(Excerpted data begins)

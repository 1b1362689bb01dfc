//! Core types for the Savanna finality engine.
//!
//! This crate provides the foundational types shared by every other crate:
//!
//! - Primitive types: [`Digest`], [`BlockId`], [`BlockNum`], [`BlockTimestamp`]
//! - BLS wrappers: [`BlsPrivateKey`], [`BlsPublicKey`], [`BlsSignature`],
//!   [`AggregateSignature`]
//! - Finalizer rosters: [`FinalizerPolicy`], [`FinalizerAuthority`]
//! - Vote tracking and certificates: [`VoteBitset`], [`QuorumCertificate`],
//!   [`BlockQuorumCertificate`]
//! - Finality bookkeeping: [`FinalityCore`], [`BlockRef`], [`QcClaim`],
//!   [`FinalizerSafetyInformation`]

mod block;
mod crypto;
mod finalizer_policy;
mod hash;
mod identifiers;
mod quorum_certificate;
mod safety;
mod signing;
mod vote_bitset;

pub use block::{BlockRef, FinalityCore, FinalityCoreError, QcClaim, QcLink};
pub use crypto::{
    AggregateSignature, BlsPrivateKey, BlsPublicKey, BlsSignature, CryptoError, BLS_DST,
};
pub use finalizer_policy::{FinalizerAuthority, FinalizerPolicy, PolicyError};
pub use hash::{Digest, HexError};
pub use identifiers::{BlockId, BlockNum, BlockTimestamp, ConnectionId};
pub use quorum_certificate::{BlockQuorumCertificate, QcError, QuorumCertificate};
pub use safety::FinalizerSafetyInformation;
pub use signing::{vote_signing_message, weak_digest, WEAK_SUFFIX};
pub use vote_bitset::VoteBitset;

(Excerpted data ends)

(The problem):
An exact restatement of the lines from the one with "mod safety;" through the last line of the data is the only acceptable answer.

(Written response):
mod safety;
mod signing;
mod vote_bitset;

pub use block::{BlockRef, FinalityCore, FinalityCoreError, QcClaim, QcLink};
pub use crypto::{
    AggregateSignature, BlsPrivateKey, BlsPublicKey, BlsSignature, CryptoError, BLS_DST,
};
pub use finalizer_policy::{FinalizerAuthority, FinalizerPolicy, PolicyError};
pub use hash::{Digest, HexError};
pub use identifiers::{BlockId, BlockNum, BlockTimestamp, ConnectionId};
pub use quorum_certificate::{BlockQuorumCertificate, QcError, QuorumCertificate};
pub use safety::FinalizerSafetyInformation;
pub use signing::{vote_signing_message, weak_digest, WEAK_SUFFIX};
pub use vote_bitset::VoteBitset;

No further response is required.